So much whining, where’s the wine?

John will be 4 years old in a few days. Where did the time go? Cliche, but seriously, where did it go? If someone can find it for me, I’d really like to have it back. Though, if it’s possible, I’d like to be selective about what parts I would like back. For example, I would absolutely love to have back John’s first time he found his toes. He could suck on his toes like they were thumbs, it was hysterical. I would also love to experience again John’s delight when he finally let go of the wall and started to walk across the room. His amazement at his accomplishment was beautiful and so much fun (and a huge new challenge for us) to have a real walker.

With all those good memories are of course some that aren’t so great. Presently, I would be happy to let go of the whining. Oh my goodness, the whining!! It feels like every time I have to tell John “no” or “stop” or “John, you may not play baseball in the house, or give Clare a hug so strong she falls over, or push Rosie out of the way (after politely opening the refrigerator for her) so that you can get your milk first and proceed to spill it all over the refrigerator, the floor, and your sister” he has a complete melt down. Or, my personal favorite, flat out tells me no. Me – his mother! Oh no, that’s not how this house works. It’s all I can do some days to make it to bedtime when I can sit down with a glass of wine.

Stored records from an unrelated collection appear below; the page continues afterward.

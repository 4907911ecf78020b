//! Provider-backed hash engine

use super::HashEngine;
use crate::registry::{Algorithm, BackendBinding, Descriptor};
use crate::{HashError, Result};
use hashgate_common::Logging;
use hashgate_csp::{ContextHandle, EngineHandle, Gateway, ProviderFamily};
use std::sync::Arc;

/// Provider context shared by several engines
///
/// The context is released when the last holder goes away, which is always
/// after every engine created in it was destroyed.
pub struct SharedContext {
    gateway: Gateway,
    handle: ContextHandle,
}

impl SharedContext {
    /// Acquire a context for `family`
    ///
    /// # Errors
    ///
    /// Returns the provider's acquisition error.
    pub fn acquire(gateway: &Gateway, family: ProviderFamily) -> Result<Arc<Self>> {
        let handle = gateway.acquire_context(family)?;
        Ok(Arc::new(Self {
            gateway: gateway.clone(),
            handle,
        }))
    }

    /// Family the context serves
    #[must_use]
    pub fn family(&self) -> ProviderFamily {
        self.handle.family()
    }

    /// Release the context now
    ///
    /// # Errors
    ///
    /// Returns a fatal error if the provider refuses the release.
    pub fn release(&mut self) -> Result<()> {
        self.gateway.release_context(&mut self.handle)?;
        Ok(())
    }

    /// Give up one hold on the context, releasing it if no other holder is left
    ///
    /// # Errors
    ///
    /// Returns a fatal error if the provider refuses the release.
    pub fn relinquish(context: Arc<Self>) -> Result<()> {
        match Arc::into_inner(context) {
            Some(mut context) => context.release(),
            None => {
                tracing::debug!("context stays open for its other holders");
                Ok(())
            }
        }
    }
}

impl Drop for SharedContext {
    fn drop(&mut self) {
        if let Err(error) = self.release() {
            Logging::log_release_failure("provider context", &error);
            if !std::thread::panicking() {
                panic!("provider context release failed: {error}");
            }
        }
    }
}

enum EngineContext {
    Owned(ContextHandle),
    Shared(Arc<SharedContext>),
    Detached,
}

/// Hash engine running inside a provider context
///
/// Owns its context when opened with [`BackendEngine::open`]; release then
/// destroys the engine before the context. Engines opened in a
/// [`SharedContext`] hold it until they are released, and the last holder
/// releases it.
pub struct BackendEngine {
    gateway: Gateway,
    algorithm: Algorithm,
    digest_size: usize,
    engine: EngineHandle,
    context: EngineContext,
    finalized: bool,
}

impl BackendEngine {
    /// Acquire a context for the algorithm's family and create an engine in it
    ///
    /// If engine creation fails the context is released before returning.
    ///
    /// # Errors
    ///
    /// Returns the acquisition or creation error of the provider.
    pub fn open(gateway: &Gateway, descriptor: &Descriptor) -> Result<Self> {
        let binding = binding(descriptor)?;
        let mut context = gateway.acquire_context(binding.family)?;

        match create_engine(gateway, &context, descriptor, binding) {
            Ok(engine) => Ok(Self::assemble(gateway, descriptor, engine, EngineContext::Owned(context))),
            Err(error) => {
                gateway.release_context(&mut context)?;
                Err(error)
            }
        }
    }

    /// Create an engine in a shared context
    ///
    /// Any family may be asked for any provider algorithm; the provider
    /// rejects the ones its family does not serve.
    ///
    /// # Errors
    ///
    /// Returns [`HashError::InvalidParameters`] for software algorithms, or the
    /// provider's creation error (`NTE_BAD_ALGID` outside the family).
    pub fn open_in(context: &Arc<SharedContext>, descriptor: &Descriptor) -> Result<Self> {
        let binding = binding(descriptor)?;
        let gateway = &context.gateway;
        let engine = create_engine(gateway, &context.handle, descriptor, binding)?;
        Ok(Self::assemble(
            gateway,
            descriptor,
            engine,
            EngineContext::Shared(Arc::clone(context)),
        ))
    }

    fn assemble(
        gateway: &Gateway,
        descriptor: &Descriptor,
        engine: EngineHandle,
        context: EngineContext,
    ) -> Self {
        Self {
            gateway: gateway.clone(),
            algorithm: descriptor.algorithm,
            digest_size: descriptor.digest_size,
            engine,
            context,
            finalized: false,
        }
    }

    /// Check if the engine handle is still live
    #[must_use]
    pub fn is_live(&self) -> bool {
        self.engine.is_live()
    }
}

fn binding(descriptor: &Descriptor) -> Result<BackendBinding> {
    descriptor.backend.ok_or_else(|| {
        HashError::invalid_parameters(format!(
            "{} does not run in a provider context",
            descriptor.algorithm
        ))
    })
}

/// Create the engine and check that the provider agrees on the digest size
fn create_engine(
    gateway: &Gateway,
    context: &ContextHandle,
    descriptor: &Descriptor,
    binding: BackendBinding,
) -> Result<EngineHandle> {
    let mut engine = gateway.create_engine(context, binding.alg_id)?;

    let reported = match gateway.read_hash_size(&engine) {
        Ok(size) => size,
        Err(error) => {
            gateway.destroy_engine(&mut engine)?;
            return Err(error.into());
        }
    };
    if reported != descriptor.digest_size {
        tracing::warn!(
            algorithm = %descriptor.algorithm,
            expected = descriptor.digest_size,
            actual = reported,
            "provider reports an unexpected digest size"
        );
        gateway.destroy_engine(&mut engine)?;
        return Err(HashError::DigestSize {
            expected: descriptor.digest_size,
            actual: reported,
        });
    }
    Ok(engine)
}

impl HashEngine for BackendEngine {
    fn algorithm(&self) -> Algorithm {
        self.algorithm
    }

    fn accumulate(&mut self, chunk: &[u8]) -> Result<()> {
        if self.finalized {
            return Err(HashError::AlreadyFinalized);
        }
        self.gateway.accumulate(&self.engine, chunk)?;
        Ok(())
    }

    fn finalize(&mut self) -> Result<Vec<u8>> {
        if self.finalized {
            return Err(HashError::AlreadyFinalized);
        }
        let digest = self.gateway.read_digest(&self.engine, self.digest_size)?;
        self.finalized = true;
        Ok(digest)
    }

    fn release(&mut self) -> Result<()> {
        self.gateway.destroy_engine(&mut self.engine)?;
        if let EngineContext::Owned(context) = &mut self.context {
            self.gateway.release_context(context)?;
            return Ok(());
        }
        if let EngineContext::Shared(context) =
            std::mem::replace(&mut self.context, EngineContext::Detached)
        {
            SharedContext::relinquish(context)?;
        }
        Ok(())
    }
}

How I feel at the end the day sometimes, especially when Ben is gone
How I feel at the end the day sometimes, especially when Ben is gone

I’m not sure how I’m going to effectively, compassionately and patiently deal with John. But his whiney attitude has gotten me thinking. Do I whine? Or, to be a bit more sophisticated do I complain (but let’s all be honest, complaining is just whining with somewhat more articulate words)? As I thought about it more, I was shocked to realize that one of the first things that came to mind was a phrase that you may be familiar with: “I don’t mean to complain but…” What I’m really saying is “I’m about to complain about something, but I’m going to throw this little disclaimer in front of it to make it all aright and now you have to listen to me.” And, I hate to admit it, I say this more often than I would like.

God never said “Thou shall not complain.” Jesus never told his disciples “Guys, stop complaining about how many people are following us. I’ll deal with dinner.” God lets us complain.

What is complaining? Why do we do it? We complain when something/someone irritates us or when we are lacking something. When we feel something is out of order, most of us at least, will probably complain about it, even just to ourselves. We complain when we are worried, when we feel things are not going the way we want it, or when something is beyond our control.

To be fair, there are very legitimate times in life when a situation may be unfair, when something happens that we do not like or are hurt by, or when we are feeling under-appreciated.

Take this story from the Gospel of Mark (Mk 4:35-41) from a few Sundays ago. Jesus tells his disciples they should cross to the other side of the lake. That night, there was a storm. Jesus, apparently, is a heavy sleeper and doesn’t notice. The disciples are worried and scared so they go to wake Jesus with this fabulous line: “Teacher, do you not care that we are perishing.” Do you not care is about as close to complaining as you can get in my book. Our pastor had an interesting take on this scripture. He asked us to think about the level of trust the disciples demonstrated in this situation versus how much they should have had in Jesus. Didn’t they trust he would take care of them? Why were they so concerned? They were, after all, pretty much all fishermen. And yet they were worried enough to wake Jesus and complain that he did not care about them.

Jesus’ response is excellent: “Why are you terrified? Do you not yet have faith?” Do you not yet have faith? Our pastor had another interesting insight to offer, one I hadn’t thought about before. Remember how I said maybe Jesus was a heavy sleeper? What if Jesus was only pretending to be asleep, waiting to see how long before the disciples faith weakened – a test, if you will. This was my big take-away.

When I complain about something, I am usually still trying to control and fully understand the situation. I am acting like the disciples – questioning whether or not God cares.

God does care. Time and again, scripture and experience have confirmed for me that God doesn’t simply care, He is wholly committed to my happiness. So, instead of whining about when things aren’t going my way, I need to let go of the problem. The harder I hold onto it, the longer I keep it to myself, the louder the whining. So, when I find myself whining, it means it’s time to take a minute, breathe deeply, sometimes have a glass of wine, and loosen my grip.

If you feel like your boat is rocking in waves beyond your control, maybe it’s time to wake up Jesus, maybe it’s time for that glass of wine.